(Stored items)
::::

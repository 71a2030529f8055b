//! Conversation resolver
//!
//! Produces *the* conversation for an addressing mode, creating it if
//! absent. Concurrent resolvers for the same target serialize on a
//! transaction-scoped advisory lock, so exactly one creator wins and the
//! losers see the created row; participant inserts additionally tolerate
//! duplicates.

use chrono::Utc;
use sqlx::{PgConnection, PgPool};

use crate::error::{AppError, Result};
use crate::models::{
    canonical_pair, Conversation, ConversationKind, ConversationParticipant, Message,
    UserBasicInfo,
};
use crate::repo;

/// Serialize resolvers working on the same logical target.
async fn advisory_lock(conn: &mut PgConnection, scope: &str, a: i64, b: i64) -> Result<()> {
    sqlx::query("SELECT pg_advisory_xact_lock(hashtextextended($1 || ':' || $2 || ':' || $3, 0))")
        .bind(scope)
        .bind(a)
        .bind(b)
        .execute(conn)
        .await?;
    Ok(())
}

/// Find or create the unique private conversation for an unordered user
/// pair.
pub async fn resolve_private(pool: &PgPool, user_a: i64, user_b: i64) -> Result<Conversation> {
    if user_a == user_b {
        return Err(AppError::Input(
            "cannot open a private conversation with yourself".to_string(),
        ));
    }
    let (lo, hi) = canonical_pair(user_a, user_b);

    let mut tx = pool.begin().await?;
    advisory_lock(&mut tx, "private-conversation", lo, hi).await?;

    if let Some(existing) =
        repo::conversations::find_private_between_for_update(&mut *tx, lo, hi).await?
    {
        tx.commit().await?;
        return Ok(existing);
    }

    let conversation =
        repo::conversations::create(&mut *tx, ConversationKind::Private, None).await?;
    let now = Utc::now();
    repo::conversations::add_participant(&mut *tx, conversation.id, lo, false, now).await?;
    repo::conversations::add_participant(&mut *tx, conversation.id, hi, false, now).await?;
    tx.commit().await?;

    tracing::info!(
        conversation_id = conversation.id,
        user_lo = lo,
        user_hi = hi,
        "private conversation created"
    );
    Ok(conversation)
}

/// Find or create the unique group conversation for a group, seeding the
/// owner (admin) and the supplied member ids. Non-existent users are
/// skipped; duplicates collapse. Everything happens in one transaction, so a
/// partial failure rolls the creation back.
pub async fn resolve_group(
    pool: &PgPool,
    group_id: i64,
    owner_id: i64,
    member_ids: &[i64],
) -> Result<Conversation> {
    let mut tx = pool.begin().await?;
    advisory_lock(&mut tx, "group-conversation", group_id, 0).await?;

    if let Some(existing) = repo::conversations::find_group_conversation(&mut *tx, group_id).await? {
        tx.commit().await?;
        return Ok(existing);
    }

    let conversation =
        repo::conversations::create(&mut *tx, ConversationKind::Group, Some(group_id)).await?;
    let now = Utc::now();
    repo::conversations::add_participant(&mut *tx, conversation.id, owner_id, true, now).await?;
    for &member_id in member_ids {
        if member_id == owner_id {
            continue;
        }
        if !repo::users::exists(&mut *tx, member_id).await? {
            tracing::warn!(group_id, member_id, "skipping non-existent initial member");
            continue;
        }
        repo::conversations::add_participant(&mut *tx, conversation.id, member_id, false, now)
            .await?;
    }
    tx.commit().await?;

    tracing::info!(conversation_id = conversation.id, group_id, "group conversation created");
    Ok(conversation)
}

/// Re-seed a group conversation's participants from the current member rows,
/// removing strays, so the participant set equals the member set. The admin
/// flag mirrors the member role.
pub async fn repair_group_participants(pool: &PgPool, group_id: i64) -> Result<usize> {
    let mut tx = pool.begin().await?;
    advisory_lock(&mut tx, "group-conversation", group_id, 0).await?;

    let conversation = repo::conversations::find_group_conversation(&mut *tx, group_id)
        .await?
        .ok_or_else(|| AppError::NotFound("group conversation not found".to_string()))?;

    let before = repo::conversations::participant_count(&mut *tx, conversation.id).await?;
    let members = repo::groups::list_members(&mut *tx, group_id, i64::MAX, 0).await?;
    let now = Utc::now();
    let mut seeded = 0usize;
    for member in &members {
        repo::conversations::add_participant(
            &mut *tx,
            conversation.id,
            member.user_id,
            member.is_admin(),
            now,
        )
        .await?;
        seeded += 1;
    }

    let member_ids: Vec<i64> = members.iter().map(|m| m.user_id).collect();
    let participants = repo::conversations::participants_of(&mut *tx, conversation.id).await?;
    for participant in participants {
        if !member_ids.contains(&participant.user_id) {
            repo::conversations::remove_participant(&mut *tx, conversation.id, participant.user_id)
                .await?;
        }
    }

    tx.commit().await?;
    tracing::info!(
        group_id,
        conversation_id = conversation.id,
        before,
        seeded,
        "group participants repaired"
    );
    Ok(seeded)
}

/// Load a conversation the user is allowed to see; *forbidden* when the user
/// is not a participant.
pub async fn get_for_user(
    pool: &PgPool,
    conversation_id: i64,
    user_id: i64,
) -> Result<Conversation> {
    let conversation = repo::conversations::get_by_id(pool, conversation_id)
        .await?
        .ok_or_else(|| AppError::NotFound("conversation not found".to_string()))?;

    repo::conversations::get_participant(pool, conversation_id, user_id)
        .await?
        .ok_or_else(|| {
            AppError::Forbidden("not a participant of this conversation".to_string())
        })?;

    Ok(conversation)
}

pub async fn participants(
    pool: &PgPool,
    conversation_id: i64,
) -> Result<Vec<ConversationParticipant>> {
    repo::conversations::participants_of(pool, conversation_id).await
}

/// Enriched list item for the conversation list endpoint.
#[derive(Debug, Clone, serde::Serialize)]
#[serde(rename_all = "camelCase")]
pub struct ConversationSummary {
    pub id: i64,
    #[serde(rename = "type")]
    pub kind: ConversationKind,
    #[serde(skip_serializing_if = "Option::is_none")]
    pub target_id: Option<i64>,
    #[serde(skip_serializing_if = "Option::is_none")]
    pub name: Option<String>,
    #[serde(skip_serializing_if = "Option::is_none")]
    pub username: Option<String>,
    #[serde(skip_serializing_if = "Option::is_none")]
    pub avatar: Option<String>,
    #[serde(skip_serializing_if = "Option::is_none")]
    pub member_count: Option<i64>,
    pub last_message: Option<LastMessagePreview>,
    pub updated_at: chrono::DateTime<Utc>,
}

#[derive(Debug, Clone, serde::Serialize)]
#[serde(rename_all = "camelCase")]
pub struct LastMessagePreview {
    pub id: i64,
    pub content: String,
    pub sender_id: String,
    pub timestamp: chrono::DateTime<Utc>,
}

impl LastMessagePreview {
    fn from_message(message: &Message) -> Self {
        Self {
            id: message.id,
            content: message.content.clone(),
            sender_id: message.sender_id.to_string(),
            timestamp: message.sent_at,
        }
    }
}

/// List the user's conversations, resolving the counterpart (private) or the
/// group (group) plus the last message preview.
pub async fn list_for_user(
    pool: &PgPool,
    user_id: i64,
    limit: i64,
    offset: i64,
) -> Result<Vec<ConversationSummary>> {
    let conversations = repo::conversations::list_for_user(pool, user_id, limit, offset).await?;

    let mut summaries = Vec::with_capacity(conversations.len());
    for conversation in conversations {
        let mut summary = ConversationSummary {
            id: conversation.id,
            kind: conversation.kind,
            target_id: conversation.target_id,
            name: None,
            username: None,
            avatar: None,
            member_count: None,
            last_message: None,
            updated_at: conversation.updated_at,
        };

        match conversation.kind {
            ConversationKind::Private => {
                let participants =
                    repo::conversations::participants_of(pool, conversation.id).await?;
                if let Some(other) = participants.iter().find(|p| p.user_id != user_id) {
                    summary.target_id = Some(other.user_id);
                    if let Some(info) = peer_info(pool, other.user_id).await? {
                        summary.name = Some(info.nickname);
                        summary.username = Some(info.username);
                        summary.avatar = Some(info.avatar_url);
                    }
                }
            }
            ConversationKind::Group => {
                if let Some(group_id) = conversation.target_id {
                    if let Some(group) = repo::groups::get_by_id(pool, group_id).await? {
                        summary.name = Some(group.name);
                        summary.avatar = Some(group.avatar_url);
                        summary.member_count = Some(group.member_count as i64);
                    }
                }
            }
        }

        if let Some(last_message_id) = conversation.last_message_id {
            if let Some(message) = repo::messages::get_by_id(pool, last_message_id).await? {
                summary.last_message = Some(LastMessagePreview::from_message(&message));
            }
        }

        summaries.push(summary);
    }
    Ok(summaries)
}

async fn peer_info(pool: &PgPool, user_id: i64) -> Result<Option<UserBasicInfo>> {
    repo::users::get_basic_info(pool, user_id).await
}
//! User service

use sqlx::PgPool;

use crate::error::{AppError, Result};
use crate::models::User;
use crate::repo;

pub async fn get_profile(pool: &PgPool, user_id: i64) -> Result<User> {
    repo::users::get_by_id(pool, user_id)
        .await?
        .ok_or_else(|| AppError::NotFound(format!("user {user_id} not found")))
}

pub async fn update_profile(
    pool: &PgPool,
    user_id: i64,
    nickname: Option<&str>,
    avatar_url: Option<&str>,
    bio: Option<&str>,
) -> Result<User> {
    repo::users::update_profile(pool, user_id, nickname, avatar_url, bio)
        .await?
        .ok_or_else(|| AppError::NotFound(format!("user {user_id} not found")))
}

pub async fn search(pool: &PgPool, query: &str, current_user_id: i64) -> Result<Vec<User>> {
    let query = query.trim();
    if query.is_empty() {
        return Ok(Vec::new());
    }
    repo::users::search(pool, query, current_user_id, 20).await
}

::::

=== HOW TO COMPLETE THIS TASK ===
Which lines of the entries above contain the string "members"? Copy each one.

=== TASK SOLUTION ===
    let members = repo::groups::list_members(&mut *tx, group_id, i64::MAX, 0).await?;
    for member in &members {
    let member_ids: Vec<i64> = members.iter().map(|m| m.user_id).collect();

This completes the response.